(Collected data)
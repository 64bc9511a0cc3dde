use std::fs;
use std::path::Path;

use anyhow::Context;
use serde::{Deserialize, Serialize};

/// FilterConfig holds the settings of a single filter run
#[derive(Clone, Debug, PartialEq, Serialize, Deserialize)]
#[serde(default)]
pub struct FilterConfig {
    /// Charset the stylesheet was decoded with, if known
    pub charset: Option<String>,
    /// The stylesheet comes from a `<style>` element or attribute
    pub inline: bool,
    /// Only look for a `@charset` rule and stop, without producing output
    pub stop_at_detected_charset: bool,
    /// Media assumed outside of any `@media` block
    pub default_media: Vec<String>,
    /// Maximum number of characters consumed from the input
    pub max_input_len: Option<usize>,
}

impl Default for FilterConfig {
    fn default() -> Self {
        Self {
            charset: None,
            inline: false,
            stop_at_detected_charset: false,
            default_media: vec!["screen".to_string()],
            max_input_len: None,
        }
    }
}

impl FilterConfig {
    /// Reads a configuration from a json file. Fields left out keep their default.
    pub fn from_json_file(path: &Path) -> anyhow::Result<Self> {
        let json = fs::read_to_string(path)
            .with_context(|| format!("cannot read config file {}", path.display()))?;
        Self::from_json(&json).with_context(|| format!("invalid config file {}", path.display()))
    }

    pub fn from_json(json: &str) -> anyhow::Result<Self> {
        Ok(serde_json::from_str(json)?)
    }

    #[must_use]
    pub fn with_charset(mut self, charset: &str) -> Self {
        self.charset = Some(charset.to_string());
        self
    }
}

## Directions
Restate the entries above, keeping every word intact.

## Answer
repository 64bc9511a0cc3dde
use std::fs;
use std::path::Path;

use anyhow::Context;
use serde::{Deserialize, Serialize};

/// FilterConfig holds the settings of a single filter run
#[derive(Clone, Debug, PartialEq, Serialize, Deserialize)]
#[serde(default)]
pub struct FilterConfig {
    /// Charset the stylesheet was decoded with, if known
    pub charset: Option<String>,
    /// The stylesheet comes from a `<style>` element or attribute
    pub inline: bool,
    /// Only look for a `@charset` rule and stop, without producing output
    pub stop_at_detected_charset: bool,
    /// Media assumed outside of any `@media` block
    pub default_media: Vec<String>,
    /// Maximum number of characters consumed from the input
    pub max_input_len: Option<usize>,
}

impl Default for FilterConfig {
    fn default() -> Self {
        Self {
            charset: None,
            inline: false,
            stop_at_detected_charset: false,
            default_media: vec!["screen".to_string()],
            max_input_len: None,
        }
    }
}

impl FilterConfig {
    /// Reads a configuration from a json file. Fields left out keep their default.
    pub fn from_json_file(path: &Path) -> anyhow::Result<Self> {
        let json = fs::read_to_string(path)
            .with_context(|| format!("cannot read config file {}", path.display()))?;
        Self::from_json(&json).with_context(|| format!("invalid config file {}", path.display()))
    }

    pub fn from_json(json: &str) -> anyhow::Result<Self> {
        Ok(serde_json::from_str(json)?)
    }

    #[must_use]
    pub fn with_charset(mut self, charset: &str) -> Self {
        self.charset = Some(charset.to_string());
        self
    }
}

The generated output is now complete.